[Data to process — start]
use super::HttpHandler;
use async_trait::async_trait;
use std::io;
use std::net::SocketAddr;
use tokio::net::TcpListener;
use tokio::task::JoinHandle;

/// Listening transport built around an [`HttpHandler`]
#[async_trait]
pub trait Transport: Send {
    /// Start accepting connections on `addr`.
    /// Resolves once the transport is bound and accepting.
    async fn listen(self: Box<Self>, addr: SocketAddr) -> io::Result<RunningServer>;
}

/// Replaces the default transport; receives the server's request handler
pub type ServerFactory = Box<dyn FnOnce(HttpHandler) -> Box<dyn Transport> + Send>;

/// Default transport: a TCP listener served by axum
pub struct TcpTransport {
    handler: HttpHandler,
}

impl TcpTransport {
    pub fn new(handler: HttpHandler) -> Self {
        Self { handler }
    }
}

#[async_trait]
impl Transport for TcpTransport {
    async fn listen(self: Box<Self>, addr: SocketAddr) -> io::Result<RunningServer> {
        let listener = TcpListener::bind(addr).await?;
        let local_addr = listener.local_addr()?;
        let handler = self.handler;

        let task = tokio::spawn(async move { axum::serve(listener, handler.into_make_service()).await });

        Ok(RunningServer::new(local_addr, task))
    }
}

/// Handle to a transport that is accepting connections
#[derive(Debug)]
pub struct RunningServer {
    local_addr: SocketAddr,
    task: JoinHandle<io::Result<()>>,
}

impl RunningServer {
    pub fn new(local_addr: SocketAddr, task: JoinHandle<io::Result<()>>) -> Self {
        Self { local_addr, task }
    }

    /// Address the transport is bound to
    pub fn local_addr(&self) -> SocketAddr {
        self.local_addr
    }

    pub fn is_finished(&self) -> bool {
        self.task.is_finished()
    }

    /// Wait for the transport to stop serving
    pub async fn join(self) -> io::Result<()> {
        match self.task.await {
            Ok(result) => result,
            Err(e) => Err(io::Error::new(io::ErrorKind::Other, e)),
        }
    }
}
//! Bootstrap state machine and orchestrator.
//!
//! Phases run strictly in order:
//! rc loaded, container ready, helpers bound, providers booted, autoloads
//! registered, preloads run, HTTP created, listening. A failure in any phase
//! abandons the run.

pub mod ignitor;
pub mod state;

pub use ignitor::*;
pub use state::*;
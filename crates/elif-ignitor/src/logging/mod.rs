pub mod config;

pub use config::{init_logging, LoggingConfig};
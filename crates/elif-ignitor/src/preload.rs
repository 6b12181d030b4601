use crate::bootstrap::RunIntent;
use crate::config::PreloadEntry;
use crate::container::Container;
use crate::loader::{resolve_relative, LoadError, ModuleLoader};
use std::path::{Path, PathBuf};

/// Files handled by a preload run
#[derive(Debug, Clone, Default, PartialEq, Eq)]
pub struct PreloadReport {
    /// Files loaded, in the order they ran
    pub loaded: Vec<PathBuf>,
    /// Optional files that did not exist
    pub skipped: Vec<PathBuf>,
    /// Entries excluded by their intent
    pub filtered: usize,
}

/// Load the preload entries that apply to `intent`, in declaration order.
///
/// A missing file is skipped only when its entry is optional. A file that
/// exists but fails to load, or a script that returns an error, always fails
/// the run.
pub fn run_preloads(
    container: &Container,
    loader: &dyn ModuleLoader,
    entries: &[PreloadEntry],
    app_root: &Path,
    intent: RunIntent,
) -> Result<PreloadReport, LoadError> {
    let mut report = PreloadReport::default();

    for entry in entries {
        if !entry.applies_to(intent) {
            report.filtered += 1;
            continue;
        }

        let path = resolve_relative(app_root, &entry.file);
        match loader.load_with(&path, entry.optional)? {
            Some(module) => {
                tracing::debug!("Preloading {}", entry.file.display());
                module.run(&entry.file, container)?;
                report.loaded.push(entry.file.clone());
            }
            None => {
                tracing::warn!("Skipping optional preload {}", entry.file.display());
                report.skipped.push(entry.file.clone());
            }
        }
    }

    Ok(report)
}
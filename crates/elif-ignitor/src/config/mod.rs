pub mod env;
pub mod rc;

pub use env::*;
pub use rc::*;
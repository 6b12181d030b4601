//! HTTP collaborators: the router and server bound into the container, the
//! transport that listens for connections, and the launch sequence tying
//! them together.

pub mod launch;
pub mod provider;
pub mod router;
pub mod server;
pub mod transport;

pub use launch::*;
pub use provider::*;
pub use router::*;
pub use server::*;
pub use transport::*;

use thiserror::Error;

/// HTTP error type
#[derive(Debug, Error)]
pub enum HttpError {
    #[error("Route {method} {path} is already defined")]
    DuplicateRoute { method: HttpMethod, path: String },

    #[error("Invalid route path '{path}': {message}")]
    InvalidPath { path: String, message: String },
}

/// Result type for HTTP operations
pub type HttpResult<T> = Result<T, HttpError>;
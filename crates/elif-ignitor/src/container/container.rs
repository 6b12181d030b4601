use crate::config::CompileMode;
use std::any::{type_name, Any};
use std::collections::{BTreeMap, HashMap};
use std::path::PathBuf;
use std::sync::{Arc, OnceLock, RwLock, RwLockReadGuard, RwLockWriteGuard};
use thiserror::Error;

type Instance = Arc<dyn Any + Send + Sync>;
type Factory = dyn Fn(&Container) -> Result<Instance, ContainerError> + Send + Sync;

/// Container error type
#[derive(Debug, Error)]
pub enum ContainerError {
    #[error("Binding not found: {name}")]
    NotFound { name: String },

    #[error("Binding '{name}' does not hold a {expected}")]
    TypeMismatch { name: String, expected: &'static str },

    #[error("Alias cycle detected at '{alias}'")]
    AliasCycle { alias: String },

    #[error("Factory for '{name}' failed: {message}")]
    FactoryFailed { name: String, message: String },
}

impl ContainerError {
    pub fn factory_failed(name: impl Into<String>, message: impl Into<String>) -> Self {
        Self::FactoryFailed {
            name: name.into(),
            message: message.into(),
        }
    }
}

/// Lazily constructed singleton binding
struct Binding {
    factory: Box<Factory>,
    instance: OnceLock<Instance>,
}

/// Name-keyed dependency injection container.
///
/// Bindings are singletons built on first use. Aliases point at binding names
/// and autoloads map a namespace prefix onto a directory.
pub struct Container {
    mode: CompileMode,
    bindings: RwLock<HashMap<String, Arc<Binding>>>,
    aliases: RwLock<HashMap<String, String>>,
    autoloads: RwLock<BTreeMap<String, PathBuf>>,
}

impl Container {
    /// Create an empty container for the given compile mode
    pub fn new(mode: CompileMode) -> Self {
        Self {
            mode,
            bindings: RwLock::new(HashMap::new()),
            aliases: RwLock::new(HashMap::new()),
            autoloads: RwLock::new(BTreeMap::new()),
        }
    }

    pub fn compile_mode(&self) -> CompileMode {
        self.mode
    }

    /// Bind a singleton factory under `name`. The factory runs on first use.
    pub fn singleton<T, F>(&self, name: impl Into<String>, factory: F)
    where
        T: Any + Send + Sync,
        F: Fn(&Container) -> Result<T, ContainerError> + Send + Sync + 'static,
    {
        let name = name.into();
        let binding = Binding {
            factory: Box::new(move |container: &Container| {
                factory(container).map(|value| Arc::new(value) as Instance)
            }),
            instance: OnceLock::new(),
        };

        if write(&self.bindings).insert(name.clone(), Arc::new(binding)).is_some() {
            tracing::debug!("Rebinding '{}'", name);
        }
    }

    /// Point `alias` at the binding `name`. A later alias replaces an earlier one.
    pub fn alias(&self, name: impl Into<String>, alias: impl Into<String>) {
        let (name, alias) = (name.into(), alias.into());
        if let Some(previous) = write(&self.aliases).insert(alias.clone(), name.clone()) {
            if previous != name {
                tracing::debug!("Alias '{}' moved from '{}' to '{}'", alias, previous, name);
            }
        }
    }

    /// Resolve anything under `namespace` from files in `directory`
    pub fn autoload(&self, directory: impl Into<PathBuf>, namespace: impl Into<String>) {
        write(&self.autoloads).insert(namespace.into(), directory.into());
    }

    /// Follow aliases until a binding name is reached
    pub fn resolve_name(&self, name: &str) -> Result<String, ContainerError> {
        let aliases = read(&self.aliases);

        let mut current = name.to_string();
        let mut hops = 0;
        while let Some(target) = aliases.get(&current) {
            if target == &current {
                break;
            }
            hops += 1;
            if hops > aliases.len() {
                return Err(ContainerError::AliasCycle {
                    alias: name.to_string(),
                });
            }
            current = target.clone();
        }

        Ok(current)
    }

    /// Resolve a binding by name or alias
    pub fn use_binding(&self, name: &str) -> Result<Instance, ContainerError> {
        let resolved = self.resolve_name(name)?;

        // Clone the binding out so the factory may resolve other bindings.
        let binding = read(&self.bindings).get(&resolved).cloned();

        let binding = binding.ok_or_else(|| ContainerError::NotFound {
            name: name.to_string(),
        })?;

        if let Some(instance) = binding.instance.get() {
            return Ok(Arc::clone(instance));
        }

        let instance = (binding.factory)(self)?;
        Ok(Arc::clone(binding.instance.get_or_init(|| instance)))
    }

    /// Resolve a binding and downcast it
    pub fn make<T: Any + Send + Sync>(&self, name: &str) -> Result<Arc<T>, ContainerError> {
        self.use_binding(name)?
            .downcast::<T>()
            .map_err(|_| ContainerError::TypeMismatch {
                name: name.to_string(),
                expected: type_name::<T>(),
            })
    }

    /// Check if a name or alias resolves to a binding
    pub fn has_binding(&self, name: &str) -> bool {
        let Ok(resolved) = self.resolve_name(name) else {
            return false;
        };
        read(&self.bindings).contains_key(&resolved)
    }

    /// Binding name an alias points at
    pub fn alias_target(&self, alias: &str) -> Option<String> {
        read(&self.aliases).get(alias).cloned()
    }

    /// File path for a namespaced identifier such as `App/Models/User`
    pub fn resolve_autoload(&self, identifier: &str) -> Option<PathBuf> {
        let autoloads = read(&self.autoloads);

        autoloads
            .iter()
            .filter_map(|(namespace, directory)| {
                if identifier == namespace {
                    Some((namespace.len(), directory.clone()))
                } else {
                    identifier
                        .strip_prefix(namespace.as_str())
                        .and_then(|rest| rest.strip_prefix('/'))
                        .map(|rest| (namespace.len(), directory.join(rest)))
                }
            })
            .max_by_key(|(len, _)| *len)
            .map(|(_, path)| path)
    }

    /// Registered autoload namespaces and their directories
    pub fn autoloads(&self) -> BTreeMap<String, PathBuf> {
        read(&self.autoloads).clone()
    }

    /// Names of all bindings, sorted
    pub fn binding_names(&self) -> Vec<String> {
        let mut names: Vec<String> = read(&self.bindings).keys().cloned().collect();
        names.sort();
        names
    }

    pub fn binding_count(&self) -> usize {
        read(&self.bindings).len()
    }
}

// A panic while a lock was held leaves the maps themselves consistent; every
// write is a single insert.
fn read<T>(lock: &RwLock<T>) -> RwLockReadGuard<'_, T> {
    lock.read().unwrap_or_else(|poisoned| poisoned.into_inner())
}

fn write<T>(lock: &RwLock<T>) -> RwLockWriteGuard<'_, T> {
    lock.write().unwrap_or_else(|poisoned| poisoned.into_inner())
}

impl Default for Container {
    fn default() -> Self {
        Self::new(CompileMode::default())
    }
}

impl std::fmt::Debug for Container {
    fn fmt(&self, f: &mut std::fmt::Formatter<'_>) -> std::fmt::Result {
        f.debug_struct("Container")
            .field("mode", &self.mode)
            .field("binding_count", &self.binding_count())
            .field("autoloads", &self.autoloads())
            .finish()
    }
}

#[cfg(test)]
mod tests {
    use super::*;
    use std::sync::atomic::{AtomicUsize, Ordering};

    #[derive(Debug)]
    struct Greeter {
        greeting: String,
    }

    #[test]
    fn test_singleton_factory_runs_once() {
        let container = Container::default();
        let calls = Arc::new(AtomicUsize::new(0));
        let counter = Arc::clone(&calls);

        container.singleton("greeter", move |_| {
            counter.fetch_add(1, Ordering::SeqCst);
            Ok(Greeter {
                greeting: "hello".to_string(),
            })
        });

        let first = container.make::<Greeter>("greeter").unwrap();
        let second = container.make::<Greeter>("greeter").unwrap();

        assert_eq!(first.greeting, "hello");
        assert!(Arc::ptr_eq(&first, &second));
        assert_eq!(calls.load(Ordering::SeqCst), 1);
    }

    #[test]
    fn test_factory_can_resolve_other_bindings() {
        let container = Container::default();
        container.singleton("greeting", |_| Ok("hi".to_string()));
        container.singleton("greeter", |c| {
            let greeting = c.make::<String>("greeting")?;
            Ok(Greeter {
                greeting: greeting.as_ref().clone(),
            })
        });

        assert_eq!(container.make::<Greeter>("greeter").unwrap().greeting, "hi");
    }

    #[test]
    fn test_alias_resolution_and_override() {
        let container = Container::default();
        container.singleton("A", |_| Ok(1u32));
        container.singleton("B", |_| Ok(2u32));

        container.alias("A", "Short");
        assert_eq!(*container.make::<u32>("Short").unwrap(), 1);

        container.alias("B", "Short");
        assert_eq!(*container.make::<u32>("Short").unwrap(), 2);
        assert_eq!(container.alias_target("Short").as_deref(), Some("B"));
    }

    #[test]
    fn test_writes_survive_a_poisoned_lock() {
        let container = Arc::new(Container::default());
        let poisoner = Arc::clone(&container);
        let _ = std::thread::spawn(move || {
            let _aliases = poisoner.aliases.write().unwrap();
            let _autoloads = poisoner.autoloads.write().unwrap();
            panic!("poisoning container locks");
        })
        .join();
        assert!(container.aliases.is_poisoned());

        container.singleton("A", |_| Ok(1u32));
        container.alias("A", "Short");
        container.autoload("/srv/app/app", "App");

        assert_eq!(container.alias_target("Short").as_deref(), Some("A"));
        assert_eq!(*container.make::<u32>("Short").unwrap(), 1);
        assert_eq!(container.autoloads().len(), 1);
    }

    #[test]
    fn test_alias_cycle_is_reported() {
        let container = Container::default();
        container.alias("X", "Y");
        container.alias("Y", "X");

        assert!(matches!(
            container.use_binding("X"),
            Err(ContainerError::AliasCycle { .. })
        ));
    }

    #[test]
    fn test_missing_and_mismatched_bindings() {
        let container = Container::default();
        container.singleton("number", |_| Ok(7u64));

        assert!(matches!(
            container.use_binding("missing"),
            Err(ContainerError::NotFound { .. })
        ));
        assert!(matches!(
            container.make::<String>("number"),
            Err(ContainerError::TypeMismatch { .. })
        ));
        assert!(!container.has_binding("missing"));
        assert!(container.has_binding("number"));
    }

    #[test]
    fn test_autoload_resolution_prefers_longest_namespace() {
        let container = Container::default();
        container.autoload("/srv/app/app", "App");
        container.autoload("/srv/app/domain/billing", "App/Billing");

        assert_eq!(
            container.resolve_autoload("App/Models/User"),
            Some(PathBuf::from("/srv/app/app/Models/User"))
        );
        assert_eq!(
            container.resolve_autoload("App/Billing/Invoice"),
            Some(PathBuf::from("/srv/app/domain/billing/Invoice"))
        );
        assert_eq!(container.resolve_autoload("Apple/Pie"), None);
    }
}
[Data to process — finish]
In the lines above, find the word "TcpTransport" and copy every line it occurs in.

pub struct TcpTransport {
impl TcpTransport {
impl Transport for TcpTransport {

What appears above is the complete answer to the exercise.